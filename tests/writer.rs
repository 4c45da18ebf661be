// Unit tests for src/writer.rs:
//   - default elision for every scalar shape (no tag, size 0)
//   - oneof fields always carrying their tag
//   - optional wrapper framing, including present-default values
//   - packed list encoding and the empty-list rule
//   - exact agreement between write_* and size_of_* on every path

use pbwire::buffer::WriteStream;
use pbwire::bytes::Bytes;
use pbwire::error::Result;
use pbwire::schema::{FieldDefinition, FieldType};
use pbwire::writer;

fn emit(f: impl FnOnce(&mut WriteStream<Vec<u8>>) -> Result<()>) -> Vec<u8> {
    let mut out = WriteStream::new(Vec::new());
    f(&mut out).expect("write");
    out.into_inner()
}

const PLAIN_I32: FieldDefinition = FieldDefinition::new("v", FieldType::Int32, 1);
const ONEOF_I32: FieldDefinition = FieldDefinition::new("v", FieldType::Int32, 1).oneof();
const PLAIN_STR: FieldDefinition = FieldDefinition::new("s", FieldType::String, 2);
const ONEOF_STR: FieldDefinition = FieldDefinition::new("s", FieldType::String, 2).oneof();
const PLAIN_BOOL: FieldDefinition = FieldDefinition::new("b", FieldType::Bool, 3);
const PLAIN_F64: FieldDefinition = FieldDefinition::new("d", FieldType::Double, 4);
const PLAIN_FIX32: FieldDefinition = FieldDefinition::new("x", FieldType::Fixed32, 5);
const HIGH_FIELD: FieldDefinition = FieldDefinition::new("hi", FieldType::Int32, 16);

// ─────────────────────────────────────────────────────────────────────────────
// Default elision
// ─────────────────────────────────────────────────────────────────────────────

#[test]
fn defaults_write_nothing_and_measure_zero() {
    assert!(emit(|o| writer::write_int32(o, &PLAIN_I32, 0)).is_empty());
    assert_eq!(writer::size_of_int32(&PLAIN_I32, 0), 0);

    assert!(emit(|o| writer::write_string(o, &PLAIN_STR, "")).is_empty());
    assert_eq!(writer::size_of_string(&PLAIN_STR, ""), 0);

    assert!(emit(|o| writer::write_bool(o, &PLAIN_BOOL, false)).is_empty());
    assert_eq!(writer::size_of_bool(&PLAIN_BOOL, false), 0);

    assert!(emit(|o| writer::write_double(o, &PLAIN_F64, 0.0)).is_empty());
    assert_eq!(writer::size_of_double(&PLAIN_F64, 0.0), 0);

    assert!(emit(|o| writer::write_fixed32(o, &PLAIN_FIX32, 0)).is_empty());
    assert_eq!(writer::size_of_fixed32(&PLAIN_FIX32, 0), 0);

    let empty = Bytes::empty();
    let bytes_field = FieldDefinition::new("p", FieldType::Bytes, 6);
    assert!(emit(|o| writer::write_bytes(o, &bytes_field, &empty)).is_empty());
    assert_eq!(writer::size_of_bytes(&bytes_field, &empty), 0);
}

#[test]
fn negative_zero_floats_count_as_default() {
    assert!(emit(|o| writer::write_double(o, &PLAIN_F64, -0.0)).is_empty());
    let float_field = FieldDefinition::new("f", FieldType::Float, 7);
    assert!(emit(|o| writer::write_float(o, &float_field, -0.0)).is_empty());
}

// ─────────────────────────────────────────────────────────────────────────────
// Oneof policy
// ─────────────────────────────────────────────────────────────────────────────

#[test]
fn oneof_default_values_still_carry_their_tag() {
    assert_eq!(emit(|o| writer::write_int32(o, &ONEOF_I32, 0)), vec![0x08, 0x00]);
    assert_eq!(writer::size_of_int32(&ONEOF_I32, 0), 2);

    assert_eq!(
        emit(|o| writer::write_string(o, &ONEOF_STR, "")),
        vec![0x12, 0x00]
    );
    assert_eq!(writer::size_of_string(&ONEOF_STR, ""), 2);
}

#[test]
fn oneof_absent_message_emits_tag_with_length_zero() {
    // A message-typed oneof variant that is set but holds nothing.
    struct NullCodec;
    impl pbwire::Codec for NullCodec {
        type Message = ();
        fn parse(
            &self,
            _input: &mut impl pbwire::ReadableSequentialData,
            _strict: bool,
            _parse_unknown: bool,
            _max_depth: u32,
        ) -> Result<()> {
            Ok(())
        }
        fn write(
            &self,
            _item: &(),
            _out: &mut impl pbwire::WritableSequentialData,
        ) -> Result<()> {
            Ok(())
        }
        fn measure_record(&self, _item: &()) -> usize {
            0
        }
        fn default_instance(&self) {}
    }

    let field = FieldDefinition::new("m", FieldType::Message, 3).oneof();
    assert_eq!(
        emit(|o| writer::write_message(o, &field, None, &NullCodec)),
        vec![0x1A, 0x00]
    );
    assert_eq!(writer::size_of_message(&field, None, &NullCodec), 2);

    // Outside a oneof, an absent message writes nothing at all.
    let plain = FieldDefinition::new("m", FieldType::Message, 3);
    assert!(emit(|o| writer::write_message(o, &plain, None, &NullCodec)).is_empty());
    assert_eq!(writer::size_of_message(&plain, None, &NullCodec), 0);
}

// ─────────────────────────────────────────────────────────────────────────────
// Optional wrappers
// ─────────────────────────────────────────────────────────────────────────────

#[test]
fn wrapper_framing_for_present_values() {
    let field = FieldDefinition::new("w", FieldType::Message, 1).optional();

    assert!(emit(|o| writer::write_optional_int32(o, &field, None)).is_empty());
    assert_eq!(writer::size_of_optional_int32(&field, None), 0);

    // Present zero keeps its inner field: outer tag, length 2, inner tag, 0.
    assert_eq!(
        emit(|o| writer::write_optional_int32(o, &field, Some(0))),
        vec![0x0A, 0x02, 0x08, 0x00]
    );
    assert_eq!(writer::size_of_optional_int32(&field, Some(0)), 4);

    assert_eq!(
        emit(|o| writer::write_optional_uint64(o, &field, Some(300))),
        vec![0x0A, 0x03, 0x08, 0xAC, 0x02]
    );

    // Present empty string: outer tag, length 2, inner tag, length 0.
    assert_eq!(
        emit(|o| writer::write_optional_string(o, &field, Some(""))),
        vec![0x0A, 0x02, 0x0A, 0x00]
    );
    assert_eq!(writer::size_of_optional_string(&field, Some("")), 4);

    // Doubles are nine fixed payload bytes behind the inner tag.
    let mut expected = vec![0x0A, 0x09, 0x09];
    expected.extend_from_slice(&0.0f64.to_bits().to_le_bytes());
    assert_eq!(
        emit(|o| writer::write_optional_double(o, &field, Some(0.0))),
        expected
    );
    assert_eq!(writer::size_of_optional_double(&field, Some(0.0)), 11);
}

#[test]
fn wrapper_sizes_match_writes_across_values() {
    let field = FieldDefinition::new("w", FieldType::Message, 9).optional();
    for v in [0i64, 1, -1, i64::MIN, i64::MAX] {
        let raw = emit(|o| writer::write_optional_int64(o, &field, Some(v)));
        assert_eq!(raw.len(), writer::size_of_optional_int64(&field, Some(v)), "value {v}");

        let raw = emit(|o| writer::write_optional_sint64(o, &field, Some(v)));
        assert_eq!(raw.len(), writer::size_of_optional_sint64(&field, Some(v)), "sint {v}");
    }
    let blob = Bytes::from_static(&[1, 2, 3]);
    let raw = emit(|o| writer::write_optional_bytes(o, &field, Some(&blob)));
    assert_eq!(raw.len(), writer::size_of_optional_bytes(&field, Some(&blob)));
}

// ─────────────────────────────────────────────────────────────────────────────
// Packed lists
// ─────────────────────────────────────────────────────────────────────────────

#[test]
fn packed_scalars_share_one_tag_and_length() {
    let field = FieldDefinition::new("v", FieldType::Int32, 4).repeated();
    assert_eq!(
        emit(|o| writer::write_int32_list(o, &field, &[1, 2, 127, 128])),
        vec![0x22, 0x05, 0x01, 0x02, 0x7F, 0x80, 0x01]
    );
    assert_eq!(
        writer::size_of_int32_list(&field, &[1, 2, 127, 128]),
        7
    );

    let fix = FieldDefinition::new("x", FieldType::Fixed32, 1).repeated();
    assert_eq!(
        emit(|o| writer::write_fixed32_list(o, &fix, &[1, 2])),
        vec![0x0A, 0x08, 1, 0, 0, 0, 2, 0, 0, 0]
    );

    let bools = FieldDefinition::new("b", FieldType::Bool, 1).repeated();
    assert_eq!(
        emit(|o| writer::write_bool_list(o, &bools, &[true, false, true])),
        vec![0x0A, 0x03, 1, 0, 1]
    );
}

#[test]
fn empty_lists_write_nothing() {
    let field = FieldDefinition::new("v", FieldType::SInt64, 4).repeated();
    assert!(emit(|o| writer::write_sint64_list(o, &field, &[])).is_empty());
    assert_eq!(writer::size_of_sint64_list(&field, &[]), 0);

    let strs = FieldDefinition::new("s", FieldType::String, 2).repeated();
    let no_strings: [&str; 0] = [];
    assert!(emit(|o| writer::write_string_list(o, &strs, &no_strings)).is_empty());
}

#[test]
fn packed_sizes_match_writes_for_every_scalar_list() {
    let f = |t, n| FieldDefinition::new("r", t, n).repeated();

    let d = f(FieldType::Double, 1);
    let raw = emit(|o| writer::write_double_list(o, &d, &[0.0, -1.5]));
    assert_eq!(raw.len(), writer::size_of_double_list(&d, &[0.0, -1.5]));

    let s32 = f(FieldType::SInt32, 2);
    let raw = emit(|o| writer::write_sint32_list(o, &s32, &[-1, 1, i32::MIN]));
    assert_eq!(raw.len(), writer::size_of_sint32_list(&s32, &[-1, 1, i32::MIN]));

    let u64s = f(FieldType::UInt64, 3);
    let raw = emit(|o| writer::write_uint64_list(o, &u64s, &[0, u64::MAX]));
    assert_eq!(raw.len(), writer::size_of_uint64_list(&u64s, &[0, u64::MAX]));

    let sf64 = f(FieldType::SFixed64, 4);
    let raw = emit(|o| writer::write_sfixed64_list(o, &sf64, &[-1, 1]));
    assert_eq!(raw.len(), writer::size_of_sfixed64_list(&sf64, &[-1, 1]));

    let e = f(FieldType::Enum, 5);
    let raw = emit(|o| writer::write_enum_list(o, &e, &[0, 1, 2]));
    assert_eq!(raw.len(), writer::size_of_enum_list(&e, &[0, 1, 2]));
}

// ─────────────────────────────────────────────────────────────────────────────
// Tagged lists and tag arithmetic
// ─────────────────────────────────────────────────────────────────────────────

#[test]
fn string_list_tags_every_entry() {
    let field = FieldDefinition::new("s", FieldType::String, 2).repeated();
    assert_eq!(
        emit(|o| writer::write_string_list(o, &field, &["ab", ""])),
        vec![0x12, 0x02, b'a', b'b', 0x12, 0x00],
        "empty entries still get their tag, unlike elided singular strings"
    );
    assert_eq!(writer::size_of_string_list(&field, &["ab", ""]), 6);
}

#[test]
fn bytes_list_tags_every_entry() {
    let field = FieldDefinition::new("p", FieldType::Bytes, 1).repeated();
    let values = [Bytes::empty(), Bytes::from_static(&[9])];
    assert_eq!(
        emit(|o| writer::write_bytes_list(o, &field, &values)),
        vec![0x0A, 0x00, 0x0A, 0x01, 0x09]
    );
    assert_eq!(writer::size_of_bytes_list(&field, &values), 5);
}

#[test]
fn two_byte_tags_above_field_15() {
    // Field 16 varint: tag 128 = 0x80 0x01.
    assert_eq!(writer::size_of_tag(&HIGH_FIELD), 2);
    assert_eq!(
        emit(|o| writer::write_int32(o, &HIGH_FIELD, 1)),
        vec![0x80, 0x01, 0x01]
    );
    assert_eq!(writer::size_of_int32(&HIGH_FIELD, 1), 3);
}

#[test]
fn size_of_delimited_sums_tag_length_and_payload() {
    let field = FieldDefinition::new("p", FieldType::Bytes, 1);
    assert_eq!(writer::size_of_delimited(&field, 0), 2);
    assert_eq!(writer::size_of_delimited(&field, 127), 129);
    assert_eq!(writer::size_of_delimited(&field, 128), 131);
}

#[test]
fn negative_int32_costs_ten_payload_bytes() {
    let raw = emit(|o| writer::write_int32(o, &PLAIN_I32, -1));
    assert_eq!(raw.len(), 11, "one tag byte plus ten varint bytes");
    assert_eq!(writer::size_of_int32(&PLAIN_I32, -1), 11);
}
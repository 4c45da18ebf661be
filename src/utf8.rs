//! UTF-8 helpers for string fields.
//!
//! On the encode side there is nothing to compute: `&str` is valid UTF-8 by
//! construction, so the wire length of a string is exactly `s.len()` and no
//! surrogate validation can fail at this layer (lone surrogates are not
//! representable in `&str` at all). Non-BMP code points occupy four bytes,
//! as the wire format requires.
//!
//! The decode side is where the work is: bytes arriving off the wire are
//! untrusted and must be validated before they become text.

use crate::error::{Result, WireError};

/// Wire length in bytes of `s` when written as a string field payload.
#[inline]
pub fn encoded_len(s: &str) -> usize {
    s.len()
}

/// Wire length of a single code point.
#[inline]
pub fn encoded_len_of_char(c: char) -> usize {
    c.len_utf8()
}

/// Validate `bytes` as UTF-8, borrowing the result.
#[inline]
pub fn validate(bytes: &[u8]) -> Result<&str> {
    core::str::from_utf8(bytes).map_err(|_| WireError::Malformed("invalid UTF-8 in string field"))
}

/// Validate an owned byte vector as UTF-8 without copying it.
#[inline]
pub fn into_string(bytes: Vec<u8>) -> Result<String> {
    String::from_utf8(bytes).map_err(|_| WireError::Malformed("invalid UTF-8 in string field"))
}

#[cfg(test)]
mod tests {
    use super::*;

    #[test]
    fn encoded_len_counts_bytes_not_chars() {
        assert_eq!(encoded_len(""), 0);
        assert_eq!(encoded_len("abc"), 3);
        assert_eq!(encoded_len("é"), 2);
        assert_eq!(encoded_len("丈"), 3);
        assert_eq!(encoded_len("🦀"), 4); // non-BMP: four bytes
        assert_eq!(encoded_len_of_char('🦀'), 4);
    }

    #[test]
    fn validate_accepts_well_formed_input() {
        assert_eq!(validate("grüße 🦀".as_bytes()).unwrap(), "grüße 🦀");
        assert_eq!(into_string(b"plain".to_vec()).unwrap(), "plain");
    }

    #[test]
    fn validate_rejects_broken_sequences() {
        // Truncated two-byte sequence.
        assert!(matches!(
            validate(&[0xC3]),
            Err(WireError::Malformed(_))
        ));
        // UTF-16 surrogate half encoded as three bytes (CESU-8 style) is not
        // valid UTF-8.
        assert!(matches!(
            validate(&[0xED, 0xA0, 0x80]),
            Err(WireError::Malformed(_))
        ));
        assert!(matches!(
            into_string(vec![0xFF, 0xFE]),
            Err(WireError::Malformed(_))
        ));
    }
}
· · · · ·
▶ **Task goal**
After reading through the material, report every line that holds "surrogate".

▶ **Answer section**
//! surrogate validation can fail at this layer (lone surrogates are not
        // UTF-16 surrogate half encoded as three bytes (CESU-8 style) is not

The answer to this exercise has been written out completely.